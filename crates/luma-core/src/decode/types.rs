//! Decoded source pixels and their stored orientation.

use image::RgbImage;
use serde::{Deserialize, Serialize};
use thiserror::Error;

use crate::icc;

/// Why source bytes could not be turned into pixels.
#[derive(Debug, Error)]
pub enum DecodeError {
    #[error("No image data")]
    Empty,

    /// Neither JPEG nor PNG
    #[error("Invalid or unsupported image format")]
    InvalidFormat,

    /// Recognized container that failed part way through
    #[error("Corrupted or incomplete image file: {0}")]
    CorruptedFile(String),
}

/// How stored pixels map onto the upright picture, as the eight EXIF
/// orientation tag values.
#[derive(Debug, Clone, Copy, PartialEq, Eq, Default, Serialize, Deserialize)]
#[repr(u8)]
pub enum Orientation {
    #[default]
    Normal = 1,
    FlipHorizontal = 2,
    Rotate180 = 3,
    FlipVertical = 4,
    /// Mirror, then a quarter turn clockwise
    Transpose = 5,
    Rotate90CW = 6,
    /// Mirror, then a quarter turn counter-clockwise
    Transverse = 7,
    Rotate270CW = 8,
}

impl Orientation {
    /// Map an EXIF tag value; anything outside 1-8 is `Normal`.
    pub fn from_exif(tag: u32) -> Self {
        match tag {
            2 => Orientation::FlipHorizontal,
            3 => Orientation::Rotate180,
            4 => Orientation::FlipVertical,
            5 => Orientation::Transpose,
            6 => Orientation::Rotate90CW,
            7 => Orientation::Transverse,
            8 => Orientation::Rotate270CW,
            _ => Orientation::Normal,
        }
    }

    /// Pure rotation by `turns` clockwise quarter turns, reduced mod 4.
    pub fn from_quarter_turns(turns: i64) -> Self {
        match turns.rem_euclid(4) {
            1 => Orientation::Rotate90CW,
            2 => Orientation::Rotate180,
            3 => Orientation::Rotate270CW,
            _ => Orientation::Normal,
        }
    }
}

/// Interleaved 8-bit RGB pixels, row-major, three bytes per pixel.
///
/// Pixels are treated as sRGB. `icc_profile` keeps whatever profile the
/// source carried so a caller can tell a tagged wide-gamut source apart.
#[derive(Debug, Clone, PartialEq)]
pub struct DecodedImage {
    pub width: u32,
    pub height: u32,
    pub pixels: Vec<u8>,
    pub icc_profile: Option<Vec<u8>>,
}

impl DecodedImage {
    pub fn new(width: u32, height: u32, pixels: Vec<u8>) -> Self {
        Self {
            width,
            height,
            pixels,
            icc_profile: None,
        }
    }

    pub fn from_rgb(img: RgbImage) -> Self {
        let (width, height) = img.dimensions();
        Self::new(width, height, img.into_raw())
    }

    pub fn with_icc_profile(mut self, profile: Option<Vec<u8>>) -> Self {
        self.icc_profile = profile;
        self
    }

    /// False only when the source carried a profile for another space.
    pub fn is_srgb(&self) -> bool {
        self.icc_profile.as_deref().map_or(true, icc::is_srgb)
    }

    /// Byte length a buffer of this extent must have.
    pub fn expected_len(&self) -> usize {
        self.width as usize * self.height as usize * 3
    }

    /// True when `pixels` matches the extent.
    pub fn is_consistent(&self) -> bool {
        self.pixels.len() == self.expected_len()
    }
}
---
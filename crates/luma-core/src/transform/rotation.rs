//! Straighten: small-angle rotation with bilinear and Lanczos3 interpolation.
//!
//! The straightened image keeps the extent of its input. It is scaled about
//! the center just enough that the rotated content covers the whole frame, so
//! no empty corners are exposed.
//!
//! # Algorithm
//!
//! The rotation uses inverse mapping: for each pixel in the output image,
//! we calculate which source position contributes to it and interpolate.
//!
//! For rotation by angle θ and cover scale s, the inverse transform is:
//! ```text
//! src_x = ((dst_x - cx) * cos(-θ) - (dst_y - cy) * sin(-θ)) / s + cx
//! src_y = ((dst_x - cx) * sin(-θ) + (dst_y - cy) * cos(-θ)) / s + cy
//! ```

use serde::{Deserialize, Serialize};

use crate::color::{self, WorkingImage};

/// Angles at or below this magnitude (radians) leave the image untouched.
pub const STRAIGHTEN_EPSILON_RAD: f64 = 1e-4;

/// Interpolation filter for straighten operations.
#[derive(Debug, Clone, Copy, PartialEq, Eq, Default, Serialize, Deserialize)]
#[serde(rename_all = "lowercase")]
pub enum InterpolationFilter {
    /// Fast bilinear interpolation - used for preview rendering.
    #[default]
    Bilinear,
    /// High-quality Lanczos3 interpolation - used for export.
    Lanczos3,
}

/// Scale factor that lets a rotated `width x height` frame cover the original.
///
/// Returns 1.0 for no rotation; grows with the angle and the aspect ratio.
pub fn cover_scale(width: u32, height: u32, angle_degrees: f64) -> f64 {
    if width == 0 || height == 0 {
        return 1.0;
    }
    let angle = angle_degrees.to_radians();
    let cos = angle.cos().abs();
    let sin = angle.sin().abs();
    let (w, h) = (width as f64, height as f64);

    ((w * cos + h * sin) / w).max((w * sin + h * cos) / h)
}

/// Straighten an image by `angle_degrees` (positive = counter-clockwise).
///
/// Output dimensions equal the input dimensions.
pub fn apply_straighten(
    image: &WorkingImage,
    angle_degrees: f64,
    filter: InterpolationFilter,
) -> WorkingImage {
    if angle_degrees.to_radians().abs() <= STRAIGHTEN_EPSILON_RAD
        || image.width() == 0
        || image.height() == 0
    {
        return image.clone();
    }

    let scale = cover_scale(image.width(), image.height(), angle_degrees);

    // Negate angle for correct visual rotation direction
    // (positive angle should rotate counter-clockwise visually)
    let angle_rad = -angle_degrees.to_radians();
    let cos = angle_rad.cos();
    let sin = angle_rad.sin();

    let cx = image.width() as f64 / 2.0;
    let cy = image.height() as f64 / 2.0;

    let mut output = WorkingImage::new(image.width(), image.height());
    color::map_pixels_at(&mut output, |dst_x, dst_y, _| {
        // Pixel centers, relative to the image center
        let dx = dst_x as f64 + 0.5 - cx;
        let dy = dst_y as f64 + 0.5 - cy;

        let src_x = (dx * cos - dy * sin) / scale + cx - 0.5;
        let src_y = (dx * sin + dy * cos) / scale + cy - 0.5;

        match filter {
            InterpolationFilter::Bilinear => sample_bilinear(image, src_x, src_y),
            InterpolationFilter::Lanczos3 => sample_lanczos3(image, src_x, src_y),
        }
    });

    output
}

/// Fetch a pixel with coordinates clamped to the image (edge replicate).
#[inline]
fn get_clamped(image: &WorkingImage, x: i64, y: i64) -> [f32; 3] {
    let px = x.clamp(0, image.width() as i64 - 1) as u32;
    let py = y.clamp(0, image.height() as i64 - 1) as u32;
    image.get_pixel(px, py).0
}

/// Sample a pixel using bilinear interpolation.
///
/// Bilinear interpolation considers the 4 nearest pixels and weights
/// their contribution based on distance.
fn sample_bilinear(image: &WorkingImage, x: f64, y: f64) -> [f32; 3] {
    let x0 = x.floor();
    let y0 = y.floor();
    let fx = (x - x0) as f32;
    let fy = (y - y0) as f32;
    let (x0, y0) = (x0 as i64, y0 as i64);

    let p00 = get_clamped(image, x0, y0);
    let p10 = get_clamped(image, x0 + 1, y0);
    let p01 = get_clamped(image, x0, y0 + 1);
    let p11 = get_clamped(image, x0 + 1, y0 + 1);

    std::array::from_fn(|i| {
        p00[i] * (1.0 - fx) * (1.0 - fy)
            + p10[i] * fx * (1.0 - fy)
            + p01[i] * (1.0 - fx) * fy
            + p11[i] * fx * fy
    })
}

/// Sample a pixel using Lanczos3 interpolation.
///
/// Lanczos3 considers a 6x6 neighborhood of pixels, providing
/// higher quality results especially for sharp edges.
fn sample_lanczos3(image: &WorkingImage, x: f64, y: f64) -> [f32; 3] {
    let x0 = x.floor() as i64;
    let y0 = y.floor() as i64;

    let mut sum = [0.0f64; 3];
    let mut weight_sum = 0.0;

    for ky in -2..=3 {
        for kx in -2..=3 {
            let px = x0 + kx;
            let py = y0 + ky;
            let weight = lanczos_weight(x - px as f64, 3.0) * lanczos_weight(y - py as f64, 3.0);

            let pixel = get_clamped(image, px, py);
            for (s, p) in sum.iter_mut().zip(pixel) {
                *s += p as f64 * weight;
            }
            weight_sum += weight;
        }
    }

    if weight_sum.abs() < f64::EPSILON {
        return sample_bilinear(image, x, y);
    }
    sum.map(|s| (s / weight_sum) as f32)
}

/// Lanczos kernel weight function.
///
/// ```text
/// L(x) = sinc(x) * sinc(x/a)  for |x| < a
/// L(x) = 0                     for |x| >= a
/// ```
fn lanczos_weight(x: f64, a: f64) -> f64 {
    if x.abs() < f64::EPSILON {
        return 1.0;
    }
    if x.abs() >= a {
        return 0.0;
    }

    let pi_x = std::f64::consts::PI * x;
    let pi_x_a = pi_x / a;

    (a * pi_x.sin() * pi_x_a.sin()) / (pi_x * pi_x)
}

• WORK TASK
Respond with the number of lines in the listing above that include the word "inverse", and with nothing more.

• RESULT OF THIS TASK
2